[Start of Attachment]

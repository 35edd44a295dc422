//! Execution counters for nodes and their caches.
//!
//! Every [`PipelineNode`](crate::node::PipelineNode) keeps a small set of
//! counters that can be snapshotted with `stats()` and exported as JSON:
//!
//! ```
//! use stagegraph::*;
//! use stagegraph::testing::append_stage;
//!
//! # fn main() -> anyhow::Result<()> {
//! let node = PipelineNode::new(append_stage("!").cacheable());
//! node.freeze();
//! node.flow(Some(vec![FileRecord::with_content("a.txt", "hi")]))?;
//! node.flow(Some(vec![FileRecord::with_content("a.txt", "hi")]))?;
//!
//! let stats = node.stats();
//! assert_eq!(stats.stage_calls, 1);
//! assert_eq!(stats.cache.hits, 1);
//! println!("{}", stats.to_json());
//! # Ok(())
//! # }
//! ```

use serde::{Deserialize, Serialize};
use serde_json::{json, Value};
use std::sync::atomic::{AtomicU64, Ordering};

/// Snapshot of a node's cache activity.
#[derive(Clone, Copy, Debug, Default, PartialEq, Eq, Serialize, Deserialize)]
pub struct CacheStats {
    pub hits: u64,
    pub misses: u64,
    pub insertions: u64,
    pub evictions: u64,
    /// Fingerprints currently held.
    pub entries: usize,
}

impl CacheStats {
    /// Fraction of lookups that hit, or `None` before the first lookup.
    pub fn hit_rate(&self) -> Option<f64> {
        let total = self.hits + self.misses;
        (total > 0).then(|| self.hits as f64 / total as f64)
    }
}

/// Snapshot of a node's scheduling activity.
#[derive(Clone, Copy, Debug, Default, PartialEq, Eq, Serialize, Deserialize)]
pub struct NodeStats {
    /// Cycles that passed the join barrier and ran.
    pub cycles: u64,
    /// `flow` calls that returned early at the join barrier.
    pub barrier_waits: u64,
    /// Single-file `apply` invocations.
    pub stage_calls: u64,
    /// Batch `apply_all` invocations.
    pub batch_calls: u64,
    pub cache: CacheStats,
}

impl NodeStats {
    pub fn to_json(&self) -> Value {
        json!({
            "cycles": self.cycles,
            "barrier_waits": self.barrier_waits,
            "stage_calls": self.stage_calls,
            "batch_calls": self.batch_calls,
            "cache": {
                "hits": self.cache.hits,
                "misses": self.cache.misses,
                "insertions": self.cache.insertions,
                "evictions": self.cache.evictions,
                "entries": self.cache.entries,
                "hit_rate": self.cache.hit_rate(),
            },
        })
    }
}

/// Live counters owned by a node.
#[derive(Debug, Default)]
pub(crate) struct NodeCounters {
    pub cycles: AtomicU64,
    pub barrier_waits: AtomicU64,
    pub stage_calls: AtomicU64,
    pub batch_calls: AtomicU64,
}

impl NodeCounters {
    pub fn bump(counter: &AtomicU64) {
        counter.fetch_add(1, Ordering::Relaxed);
    }

    pub fn snapshot(&self, cache: CacheStats) -> NodeStats {
        NodeStats {
            cycles: self.cycles.load(Ordering::Relaxed),
            barrier_waits: self.barrier_waits.load(Ordering::Relaxed),
            stage_calls: self.stage_calls.load(Ordering::Relaxed),
            batch_calls: self.batch_calls.load(Ordering::Relaxed),
            cache,
        }
    }
}
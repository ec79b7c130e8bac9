//! Providers Module - External Data Sources
//!
//! CoinGecko is the primary source; Etherscan and Messari are enrichment
//! sources whose failures degrade to null fields.

pub mod coingecko;
pub mod etherscan;
pub mod messari;

pub use coingecko::*;
pub use etherscan::*;
pub use messari::*;

use eyre::{eyre, Result};
use reqwest::Url;

use crate::models::ProviderConfig;
use crate::utils::constants::USER_AGENT;

/// All upstream clients, sharing one connection pool
#[derive(Debug, Clone)]
pub struct Providers {
    pub coingecko: CoinGeckoClient,
    pub etherscan: EtherscanClient,
    pub messari: MessariClient,
}

impl Providers {
    /// Build every client from injected configuration
    pub fn new(config: &ProviderConfig) -> Result<Self> {
        let client = reqwest::Client::builder()
            .user_agent(USER_AGENT)
            .gzip(true)
            .build()
            .map_err(|e| eyre!("Failed to build HTTP client: {}", e))?;

        Ok(Self {
            coingecko: CoinGeckoClient::new(client.clone(), config.coingecko_url.clone(), config.timeout),
            etherscan: EtherscanClient::new(
                client.clone(),
                config.etherscan_url.clone(),
                config.etherscan_api_key.clone(),
                config.timeout,
            ),
            messari: MessariClient::new(
                client,
                config.messari_url.clone(),
                config.messari_api_key.clone(),
                config.timeout,
            ),
        })
    }
}

/// Append path segments to a provider base URL.
///
/// Each segment is percent-encoded on its own, so caller input such as a
/// symbol or coin id can never add segments, a query or a fragment.
pub fn endpoint_url(base_url: &str, segments: &[&str]) -> Result<Url> {
    let mut url = Url::parse(base_url).map_err(|e| eyre!("Invalid provider URL {}: {}", base_url, e))?;
    url.path_segments_mut()
        .map_err(|_| eyre!("Provider URL cannot take a path: {}", base_url))?
        .pop_if_empty()
        .extend(segments);
    Ok(url)
}

#[cfg(test)]
mod tests {
    use super::*;

    #[test]
    fn test_endpoint_url_appends_segments() {
        let url = endpoint_url("https://api.coingecko.com/api/v3", &["coins", "bitcoin"]).unwrap();
        assert_eq!(url.as_str(), "https://api.coingecko.com/api/v3/coins/bitcoin");

        let url = endpoint_url("https://api.coingecko.com/api/v3/", &["search"]).unwrap();
        assert_eq!(url.as_str(), "https://api.coingecko.com/api/v3/search");
    }

    #[test]
    fn test_endpoint_url_encodes_reserved_characters() {
        let url = endpoint_url("http://localhost/api", &["v2", "assets", "#btc", "profile"]).unwrap();
        assert_eq!(url.path(), "/api/v2/assets/%23btc/profile");
        assert_eq!(url.fragment(), None);

        let url = endpoint_url("http://localhost/api", &["coins", "a/b?c"]).unwrap();
        assert_eq!(url.path(), "/api/coins/a%2Fb%3Fc");
        assert_eq!(url.query(), None);
    }

    #[test]
    fn test_endpoint_url_rejects_bad_base() {
        assert!(endpoint_url("not a url", &["search"]).is_err());
        assert!(endpoint_url("mailto:ops@example.com", &["search"]).is_err());
    }
}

[End of Attachment]

### [EXERCISE OBJECTIVE]
All of the records above are to be printed again exactly as they appear.

### [EXERCISE RESULT]
repository 35edd44a295dc422
//! Execution counters for nodes and their caches.
//!
//! Every [`PipelineNode`](crate::node::PipelineNode) keeps a small set of
//! counters that can be snapshotted with `stats()` and exported as JSON:
//!
//! ```
//! use stagegraph::*;
//! use stagegraph::testing::append_stage;
//!
//! # fn main() -> anyhow::Result<()> {
//! let node = PipelineNode::new(append_stage("!").cacheable());
//! node.freeze();
//! node.flow(Some(vec![FileRecord::with_content("a.txt", "hi")]))?;
//! node.flow(Some(vec![FileRecord::with_content("a.txt", "hi")]))?;
//!
//! let stats = node.stats();
//! assert_eq!(stats.stage_calls, 1);
//! assert_eq!(stats.cache.hits, 1);
//! println!("{}", stats.to_json());
//! # Ok(())
//! # }
//! ```

use serde::{Deserialize, Serialize};
use serde_json::{json, Value};
use std::sync::atomic::{AtomicU64, Ordering};

/// Snapshot of a node's cache activity.
#[derive(Clone, Copy, Debug, Default, PartialEq, Eq, Serialize, Deserialize)]
pub struct CacheStats {
    pub hits: u64,
    pub misses: u64,
    pub insertions: u64,
    pub evictions: u64,
    /// Fingerprints currently held.
    pub entries: usize,
}

impl CacheStats {
    /// Fraction of lookups that hit, or `None` before the first lookup.
    pub fn hit_rate(&self) -> Option<f64> {
        let total = self.hits + self.misses;
        (total > 0).then(|| self.hits as f64 / total as f64)
    }
}

/// Snapshot of a node's scheduling activity.
#[derive(Clone, Copy, Debug, Default, PartialEq, Eq, Serialize, Deserialize)]
pub struct NodeStats {
    /// Cycles that passed the join barrier and ran.
    pub cycles: u64,
    /// `flow` calls that returned early at the join barrier.
    pub barrier_waits: u64,
    /// Single-file `apply` invocations.
    pub stage_calls: u64,
    /// Batch `apply_all` invocations.
    pub batch_calls: u64,
    pub cache: CacheStats,
}

impl NodeStats {
    pub fn to_json(&self) -> Value {
        json!({
            "cycles": self.cycles,
            "barrier_waits": self.barrier_waits,
            "stage_calls": self.stage_calls,
            "batch_calls": self.batch_calls,
            "cache": {
                "hits": self.cache.hits,
                "misses": self.cache.misses,
                "insertions": self.cache.insertions,
                "evictions": self.cache.evictions,
                "entries": self.cache.entries,
                "hit_rate": self.cache.hit_rate(),
            },
        })
    }
}

/// Live counters owned by a node.
#[derive(Debug, Default)]
pub(crate) struct NodeCounters {
    pub cycles: AtomicU64,
    pub barrier_waits: AtomicU64,
    pub stage_calls: AtomicU64,
    pub batch_calls: AtomicU64,
}

impl NodeCounters {
    pub fn bump(counter: &AtomicU64) {
        counter.fetch_add(1, Ordering::Relaxed);
    }

    pub fn snapshot(&self, cache: CacheStats) -> NodeStats {
        NodeStats {
            cycles: self.cycles.load(Ordering::Relaxed),
            barrier_waits: self.barrier_waits.load(Ordering::Relaxed),
            stage_calls: self.stage_calls.load(Ordering::Relaxed),
            batch_calls: self.batch_calls.load(Ordering::Relaxed),
            cache,
        }
    }
}
repository ec79b7c130e8bac9
//! Providers Module - External Data Sources
//!
//! CoinGecko is the primary source; Etherscan and Messari are enrichment
//! sources whose failures degrade to null fields.

pub mod coingecko;
pub mod etherscan;
pub mod messari;

pub use coingecko::*;
pub use etherscan::*;
pub use messari::*;

use eyre::{eyre, Result};
use reqwest::Url;

use crate::models::ProviderConfig;
use crate::utils::constants::USER_AGENT;

/// All upstream clients, sharing one connection pool
#[derive(Debug, Clone)]
pub struct Providers {
    pub coingecko: CoinGeckoClient,
    pub etherscan: EtherscanClient,
    pub messari: MessariClient,
}

impl Providers {
    /// Build every client from injected configuration
    pub fn new(config: &ProviderConfig) -> Result<Self> {
        let client = reqwest::Client::builder()
            .user_agent(USER_AGENT)
            .gzip(true)
            .build()
            .map_err(|e| eyre!("Failed to build HTTP client: {}", e))?;

        Ok(Self {
            coingecko: CoinGeckoClient::new(client.clone(), config.coingecko_url.clone(), config.timeout),
            etherscan: EtherscanClient::new(
                client.clone(),
                config.etherscan_url.clone(),
                config.etherscan_api_key.clone(),
                config.timeout,
            ),
            messari: MessariClient::new(
                client,
                config.messari_url.clone(),
                config.messari_api_key.clone(),
                config.timeout,
            ),
        })
    }
}

/// Append path segments to a provider base URL.
///
/// Each segment is percent-encoded on its own, so caller input such as a
/// symbol or coin id can never add segments, a query or a fragment.
pub fn endpoint_url(base_url: &str, segments: &[&str]) -> Result<Url> {
    let mut url = Url::parse(base_url).map_err(|e| eyre!("Invalid provider URL {}: {}", base_url, e))?;
    url.path_segments_mut()
        .map_err(|_| eyre!("Provider URL cannot take a path: {}", base_url))?
        .pop_if_empty()
        .extend(segments);
    Ok(url)
}

#[cfg(test)]
mod tests {
    use super::*;

    #[test]
    fn test_endpoint_url_appends_segments() {
        let url = endpoint_url("https://api.coingecko.com/api/v3", &["coins", "bitcoin"]).unwrap();
        assert_eq!(url.as_str(), "https://api.coingecko.com/api/v3/coins/bitcoin");

        let url = endpoint_url("https://api.coingecko.com/api/v3/", &["search"]).unwrap();
        assert_eq!(url.as_str(), "https://api.coingecko.com/api/v3/search");
    }

    #[test]
    fn test_endpoint_url_encodes_reserved_characters() {
        let url = endpoint_url("http://localhost/api", &["v2", "assets", "#btc", "profile"]).unwrap();
        assert_eq!(url.path(), "/api/v2/assets/%23btc/profile");
        assert_eq!(url.fragment(), None);

        let url = endpoint_url("http://localhost/api", &["coins", "a/b?c"]).unwrap();
        assert_eq!(url.path(), "/api/coins/a%2Fb%3Fc");
        assert_eq!(url.query(), None);
    }

    #[test]
    fn test_endpoint_url_rejects_bad_base() {
        assert!(endpoint_url("not a url", &["search"]).is_err());
        assert!(endpoint_url("mailto:ops@example.com", &["search"]).is_err());
    }
}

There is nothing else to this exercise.